What you are asked to do » In this exercise, reproduce the whole listing exactly.

Provided material »
• • • • •

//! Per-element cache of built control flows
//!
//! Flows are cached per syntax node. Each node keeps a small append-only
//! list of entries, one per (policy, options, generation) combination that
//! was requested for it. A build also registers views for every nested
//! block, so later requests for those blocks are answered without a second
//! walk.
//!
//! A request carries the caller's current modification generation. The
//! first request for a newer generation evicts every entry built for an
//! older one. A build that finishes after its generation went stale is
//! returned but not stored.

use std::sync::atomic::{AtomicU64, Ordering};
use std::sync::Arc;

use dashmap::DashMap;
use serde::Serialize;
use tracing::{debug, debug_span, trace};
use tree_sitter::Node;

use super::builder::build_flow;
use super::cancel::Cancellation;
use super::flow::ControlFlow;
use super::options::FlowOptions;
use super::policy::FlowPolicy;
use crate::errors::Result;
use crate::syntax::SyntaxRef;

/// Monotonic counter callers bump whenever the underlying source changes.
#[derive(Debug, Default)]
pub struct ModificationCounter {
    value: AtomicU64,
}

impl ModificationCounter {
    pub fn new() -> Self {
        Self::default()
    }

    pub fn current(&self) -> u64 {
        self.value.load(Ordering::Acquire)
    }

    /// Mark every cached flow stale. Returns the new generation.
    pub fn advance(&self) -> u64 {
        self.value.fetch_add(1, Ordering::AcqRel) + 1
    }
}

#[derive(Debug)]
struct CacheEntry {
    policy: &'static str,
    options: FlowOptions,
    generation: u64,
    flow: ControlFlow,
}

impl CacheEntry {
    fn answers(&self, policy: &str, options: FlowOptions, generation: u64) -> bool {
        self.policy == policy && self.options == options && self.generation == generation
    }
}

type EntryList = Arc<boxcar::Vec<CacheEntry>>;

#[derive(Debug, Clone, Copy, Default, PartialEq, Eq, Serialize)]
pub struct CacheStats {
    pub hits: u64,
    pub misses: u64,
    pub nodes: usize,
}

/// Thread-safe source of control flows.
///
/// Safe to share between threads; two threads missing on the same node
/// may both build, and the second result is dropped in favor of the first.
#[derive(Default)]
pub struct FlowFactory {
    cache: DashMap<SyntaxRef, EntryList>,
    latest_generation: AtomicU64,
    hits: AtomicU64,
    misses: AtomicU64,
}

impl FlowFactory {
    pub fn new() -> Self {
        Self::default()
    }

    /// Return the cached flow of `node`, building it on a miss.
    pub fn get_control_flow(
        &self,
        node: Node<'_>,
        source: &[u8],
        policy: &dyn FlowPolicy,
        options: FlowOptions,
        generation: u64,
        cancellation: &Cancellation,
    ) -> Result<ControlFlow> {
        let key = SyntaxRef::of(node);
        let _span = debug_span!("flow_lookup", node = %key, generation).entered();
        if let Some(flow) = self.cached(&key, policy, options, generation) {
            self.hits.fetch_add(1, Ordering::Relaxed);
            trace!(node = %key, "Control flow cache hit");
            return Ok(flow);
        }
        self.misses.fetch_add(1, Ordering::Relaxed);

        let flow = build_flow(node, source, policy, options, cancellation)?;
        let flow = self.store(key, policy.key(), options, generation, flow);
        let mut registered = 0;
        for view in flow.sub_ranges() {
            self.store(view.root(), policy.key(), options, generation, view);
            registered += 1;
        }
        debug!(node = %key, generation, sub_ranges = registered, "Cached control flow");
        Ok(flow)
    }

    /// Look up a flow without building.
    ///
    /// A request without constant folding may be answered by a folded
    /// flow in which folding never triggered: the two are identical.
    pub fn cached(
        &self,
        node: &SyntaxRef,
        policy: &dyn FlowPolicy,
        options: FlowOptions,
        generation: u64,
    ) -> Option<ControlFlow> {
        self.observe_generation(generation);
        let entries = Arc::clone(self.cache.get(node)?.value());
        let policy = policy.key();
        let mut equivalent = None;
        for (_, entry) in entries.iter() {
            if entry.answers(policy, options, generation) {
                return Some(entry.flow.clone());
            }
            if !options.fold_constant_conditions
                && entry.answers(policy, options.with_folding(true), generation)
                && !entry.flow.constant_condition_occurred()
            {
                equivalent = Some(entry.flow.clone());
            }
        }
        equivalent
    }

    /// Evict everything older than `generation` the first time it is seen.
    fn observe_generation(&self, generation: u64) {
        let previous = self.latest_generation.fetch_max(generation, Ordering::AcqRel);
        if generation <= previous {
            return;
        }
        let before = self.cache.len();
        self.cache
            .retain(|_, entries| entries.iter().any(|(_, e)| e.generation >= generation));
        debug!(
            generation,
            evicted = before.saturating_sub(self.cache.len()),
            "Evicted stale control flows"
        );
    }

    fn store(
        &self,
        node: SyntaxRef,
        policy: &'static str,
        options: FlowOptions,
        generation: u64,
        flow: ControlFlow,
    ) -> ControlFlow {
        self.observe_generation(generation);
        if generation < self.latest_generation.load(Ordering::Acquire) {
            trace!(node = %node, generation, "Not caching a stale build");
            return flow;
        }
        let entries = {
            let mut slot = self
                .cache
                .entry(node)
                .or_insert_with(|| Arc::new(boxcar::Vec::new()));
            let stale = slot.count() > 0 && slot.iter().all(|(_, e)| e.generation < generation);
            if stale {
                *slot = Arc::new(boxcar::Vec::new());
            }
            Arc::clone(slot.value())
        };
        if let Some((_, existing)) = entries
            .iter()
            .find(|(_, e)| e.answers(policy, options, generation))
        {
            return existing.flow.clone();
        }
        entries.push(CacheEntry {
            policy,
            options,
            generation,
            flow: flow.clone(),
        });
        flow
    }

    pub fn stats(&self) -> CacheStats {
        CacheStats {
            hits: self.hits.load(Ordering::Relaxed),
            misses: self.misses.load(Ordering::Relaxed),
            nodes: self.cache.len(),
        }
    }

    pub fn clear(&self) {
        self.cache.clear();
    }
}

• • • • •

Solved problem »
//! Per-element cache of built control flows
//!
//! Flows are cached per syntax node. Each node keeps a small append-only
//! list of entries, one per (policy, options, generation) combination that
//! was requested for it. A build also registers views for every nested
//! block, so later requests for those blocks are answered without a second
//! walk.
//!
//! A request carries the caller's current modification generation. The
//! first request for a newer generation evicts every entry built for an
//! older one. A build that finishes after its generation went stale is
//! returned but not stored.

use std::sync::atomic::{AtomicU64, Ordering};
use std::sync::Arc;

use dashmap::DashMap;
use serde::Serialize;
use tracing::{debug, debug_span, trace};
use tree_sitter::Node;

use super::builder::build_flow;
use super::cancel::Cancellation;
use super::flow::ControlFlow;
use super::options::FlowOptions;
use super::policy::FlowPolicy;
use crate::errors::Result;
use crate::syntax::SyntaxRef;

/// Monotonic counter callers bump whenever the underlying source changes.
#[derive(Debug, Default)]
pub struct ModificationCounter {
    value: AtomicU64,
}

impl ModificationCounter {
    pub fn new() -> Self {
        Self::default()
    }

    pub fn current(&self) -> u64 {
        self.value.load(Ordering::Acquire)
    }

    /// Mark every cached flow stale. Returns the new generation.
    pub fn advance(&self) -> u64 {
        self.value.fetch_add(1, Ordering::AcqRel) + 1
    }
}

#[derive(Debug)]
struct CacheEntry {
    policy: &'static str,
    options: FlowOptions,
    generation: u64,
    flow: ControlFlow,
}

impl CacheEntry {
    fn answers(&self, policy: &str, options: FlowOptions, generation: u64) -> bool {
        self.policy == policy && self.options == options && self.generation == generation
    }
}

type EntryList = Arc<boxcar::Vec<CacheEntry>>;

#[derive(Debug, Clone, Copy, Default, PartialEq, Eq, Serialize)]
pub struct CacheStats {
    pub hits: u64,
    pub misses: u64,
    pub nodes: usize,
}

/// Thread-safe source of control flows.
///
/// Safe to share between threads; two threads missing on the same node
/// may both build, and the second result is dropped in favor of the first.
#[derive(Default)]
pub struct FlowFactory {
    cache: DashMap<SyntaxRef, EntryList>,
    latest_generation: AtomicU64,
    hits: AtomicU64,
    misses: AtomicU64,
}

impl FlowFactory {
    pub fn new() -> Self {
        Self::default()
    }

    /// Return the cached flow of `node`, building it on a miss.
    pub fn get_control_flow(
        &self,
        node: Node<'_>,
        source: &[u8],
        policy: &dyn FlowPolicy,
        options: FlowOptions,
        generation: u64,
        cancellation: &Cancellation,
    ) -> Result<ControlFlow> {
        let key = SyntaxRef::of(node);
        let _span = debug_span!("flow_lookup", node = %key, generation).entered();
        if let Some(flow) = self.cached(&key, policy, options, generation) {
            self.hits.fetch_add(1, Ordering::Relaxed);
            trace!(node = %key, "Control flow cache hit");
            return Ok(flow);
        }
        self.misses.fetch_add(1, Ordering::Relaxed);

        let flow = build_flow(node, source, policy, options, cancellation)?;
        let flow = self.store(key, policy.key(), options, generation, flow);
        let mut registered = 0;
        for view in flow.sub_ranges() {
            self.store(view.root(), policy.key(), options, generation, view);
            registered += 1;
        }
        debug!(node = %key, generation, sub_ranges = registered, "Cached control flow");
        Ok(flow)
    }

    /// Look up a flow without building.
    ///
    /// A request without constant folding may be answered by a folded
    /// flow in which folding never triggered: the two are identical.
    pub fn cached(
        &self,
        node: &SyntaxRef,
        policy: &dyn FlowPolicy,
        options: FlowOptions,
        generation: u64,
    ) -> Option<ControlFlow> {
        self.observe_generation(generation);
        let entries = Arc::clone(self.cache.get(node)?.value());
        let policy = policy.key();
        let mut equivalent = None;
        for (_, entry) in entries.iter() {
            if entry.answers(policy, options, generation) {
                return Some(entry.flow.clone());
            }
            if !options.fold_constant_conditions
                && entry.answers(policy, options.with_folding(true), generation)
                && !entry.flow.constant_condition_occurred()
            {
                equivalent = Some(entry.flow.clone());
            }
        }
        equivalent
    }

    /// Evict everything older than `generation` the first time it is seen.
    fn observe_generation(&self, generation: u64) {
        let previous = self.latest_generation.fetch_max(generation, Ordering::AcqRel);
        if generation <= previous {
            return;
        }
        let before = self.cache.len();
        self.cache
            .retain(|_, entries| entries.iter().any(|(_, e)| e.generation >= generation));
        debug!(
            generation,
            evicted = before.saturating_sub(self.cache.len()),
            "Evicted stale control flows"
        );
    }

    fn store(
        &self,
        node: SyntaxRef,
        policy: &'static str,
        options: FlowOptions,
        generation: u64,
        flow: ControlFlow,
    ) -> ControlFlow {
        self.observe_generation(generation);
        if generation < self.latest_generation.load(Ordering::Acquire) {
            trace!(node = %node, generation, "Not caching a stale build");
            return flow;
        }
        let entries = {
            let mut slot = self
                .cache
                .entry(node)
                .or_insert_with(|| Arc::new(boxcar::Vec::new()));
            let stale = slot.count() > 0 && slot.iter().all(|(_, e)| e.generation < generation);
            if stale {
                *slot = Arc::new(boxcar::Vec::new());
            }
            Arc::clone(slot.value())
        };
        if let Some((_, existing)) = entries
            .iter()
            .find(|(_, e)| e.answers(policy, options, generation))
        {
            return existing.flow.clone();
        }
        entries.push(CacheEntry {
            policy,
            options,
            generation,
            flow: flow.clone(),
        });
        flow
    }

    pub fn stats(&self) -> CacheStats {
        CacheStats {
            hits: self.hits.load(Ordering::Relaxed),
            misses: self.misses.load(Ordering::Relaxed),
            nodes: self.cache.len(),
        }
    }

    pub fn clear(&self) {
        self.cache.clear();
    }
}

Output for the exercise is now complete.